These trends and events include (1) risks associated with our loan portfolio, including
difficulties in maintaining quality loan growth, greater loan losses than historic levels, the risk
of an insufficient allowance for loan losses, and expenses associated with managing nonperforming
assets, unique risks associated with our construction and land development loans, our ability to
maintain and service relationships with automobile dealers and indirect automobile loan purchasers,
and our ability to profitably manage changes in our indirect automobile lending operations; (2)
risks associated with adverse economic conditions, including risk of a continued decline in real
estate values in the Atlanta, Georgia, metropolitan area and in eastern and northern Florida
markets, conditions in the financial markets and economic conditions generally and the impact of
recent efforts to address difficult market and economic conditions; a stagnant economy and its
impact on operations and credit quality, the impact of a recession on our consumer loan portfolio
and its potential impact on our commercial portfolio, changes in the interest rate environment and
their impact on our net interest margin, and inflation; (3) risks associated with government
regulation and programs, including risks arising from the terms of the U.S. Treasury Departments
(the Treasurys) equity investment in us, and the resulting limitations on executive compensation
imposed through our participation in the TARP Capital Purchase Program, uncertainty with respect to
future governmental economic and regulatory measures, including the ability of the Treasury to
unilaterally amend any provision of the purchase agreement we entered into as part of the TARP
Capital Purchase Program, the winding down of governmental emergency measures intended to stabilize
the financial system, and numerous legislative proposals to further regulate the financial services
industry, the impact of and adverse changes in the governmental regulatory requirements affecting
us, and changes in political, legislative and economic conditions; (4) the ability to maintain
adequate liquidity and sources of liquidity; (5) our ability to maintain sufficient capital and to
raise additional capital; (6) the accuracy and completeness of information from customers and our
counterparties; (7) the effectiveness of our controls and procedures; (8) our ability to attract
and retain skilled people; (9) greater competitive pressures among financial institutions in our
market; (10) failure to achieve the revenue increases expected to result from our investments in
our growth strategies, including our branch additions and in our transaction deposit and lending
businesses; (11) the volatility and limited trading of our common stock; and (12) the impact of
dilution on our common stock.
This list is intended to identify some of the principal factors that could cause actual
results to differ materially from those described in the forward-looking statements included herein
and are not intended to represent a complete list of all risks and uncertainties in our business.

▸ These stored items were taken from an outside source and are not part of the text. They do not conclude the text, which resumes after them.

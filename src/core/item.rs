use std::collections::BTreeMap;

use indexmap::IndexMap;
use log::warn;
use serde::{Deserialize, Serialize};

use crate::error::BatchError;

/// Domain key to value, e.g. `"text.content" -> "Shoes"`.
pub type FieldMap = BTreeMap<String, String>;

/// A CSV row as read from the file, indexed by column position.
pub type RawRecord = Vec<String>;

/// Result of a single `read_batch` call.
pub type RecordSourceResult<R> = Result<RecordBatch<R>, BatchError>;

/// A record split into its base chunk and per-facet entries.
///
/// The `item` chunk is always present, even when empty. Facets are kept in
/// mapping declaration order; a facet that is present with no entries still
/// runs its processor so stale associations get removed.
#[derive(Debug, Clone, Default, PartialEq)]
pub struct MappedRecord {
    pub item: FieldMap,
    pub facets: IndexMap<String, Vec<FieldMap>>,
}

impl MappedRecord {
    pub fn new(item: FieldMap) -> Self {
        Self {
            item,
            facets: IndexMap::new(),
        }
    }

    pub fn facet(&self, name: &str) -> Option<&[FieldMap]> {
        self.facets.get(name).map(Vec::as_slice)
    }
}

/// What to do when the same natural key appears twice in one batch.
#[derive(Debug, Clone, Copy, Default, PartialEq, Eq, Serialize, Deserialize)]
#[serde(rename_all = "kebab-case")]
pub enum DuplicateKeyPolicy {
    /// The repeated row ends the batch and is read again as the first row
    /// of the next one, so both rows are imported in file order and the
    /// later one wins.
    #[default]
    LastWins,
    /// The first row is kept, the later one is rejected as a record error.
    Reject,
}

/// An ordered `code -> record` map produced by one read of a record source.
///
/// Rows that could not be keyed (empty code, converter failure, rejected
/// duplicate) are kept as messages in `rejected` so the caller can count them.
#[derive(Debug)]
pub struct RecordBatch<R> {
    records: IndexMap<String, R>,
    rejected: Vec<String>,
    policy: DuplicateKeyPolicy,
}

impl<R> RecordBatch<R> {
    pub fn new(policy: DuplicateKeyPolicy) -> Self {
        Self {
            records: IndexMap::new(),
            rejected: Vec::new(),
            policy,
        }
    }

    /// `false` when `code` is already in the batch and the batch has to end
    /// before the row holding it. Sources keep such a row for the next read.
    pub fn accepts(&self, code: &str) -> bool {
        self.policy != DuplicateKeyPolicy::LastWins || !self.records.contains_key(code)
    }

    /// Adds a record under its natural key, applying the duplicate policy.
    ///
    /// A duplicate pushed despite [`RecordBatch::accepts`] replaces the
    /// earlier record in place under `LastWins`.
    pub fn push(&mut self, code: String, record: R) {
        if self.records.contains_key(&code) {
            match self.policy {
                DuplicateKeyPolicy::LastWins => {
                    warn!("Duplicate code {} in batch, keeping the last row", code);
                }
                DuplicateKeyPolicy::Reject => {
                    self.reject(format!("duplicate code {} in batch", code));
                    return;
                }
            }
        }
        self.records.insert(code, record);
    }

    pub fn reject(&mut self, message: String) {
        warn!("Rejected record: {}", message);
        self.rejected.push(message);
    }

    pub fn len(&self) -> usize {
        self.records.len()
    }

    /// End of input is signalled by a batch with neither records nor rejections.
    pub fn is_exhausted(&self) -> bool {
        self.records.is_empty() && self.rejected.is_empty()
    }

    pub fn codes(&self) -> impl Iterator<Item = &str> {
        self.records.keys().map(String::as_str)
    }

    pub fn get(&self, code: &str) -> Option<&R> {
        self.records.get(code)
    }

    pub fn rejected(&self) -> &[String] {
        &self.rejected
    }

    pub fn into_parts(self) -> (IndexMap<String, R>, Vec<String>) {
        (self.records, self.rejected)
    }
}

/// Produces bounded batches of raw records keyed by natural key.
///
/// Opening happens in the source's builder; `read_batch` returns at most
/// `max_count` records (for XML sources: nodes) and an exhausted batch at the
/// end of input. Read failures are fatal for the run.
pub trait RecordSource<R> {
    fn read_batch(&self, max_count: usize) -> RecordSourceResult<R>;

    /// Path of the underlying file, if any, used for logging and backup.
    fn path(&self) -> Option<&std::path::Path> {
        None
    }

    fn close(&self) -> Result<(), BatchError> {
        Ok(())
    }
}

/// Splits a raw record into its base chunk and facet entries.
pub trait RecordMapper<R> {
    fn map(&self, code: &str, record: &R) -> Result<MappedRecord, BatchError>;
}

Investors are encouraged to read the related section in our 2010 Annual Report on Form 10-K,
including the Risk Factors set forth therein. Additional information and other factors that
could affect future financial results are included in our filings with the SEC.
The forward-looking statements are made as of the date of the applicable document and, except
as required by applicable law, we assume no obligation to update these forward-looking statements
or to update the reasons why actual results could differ from those projected in the
forward-looking statements. You should consider these risks and uncertainties in evaluating
forward-looking statements and you should not place undue reliance on these statements.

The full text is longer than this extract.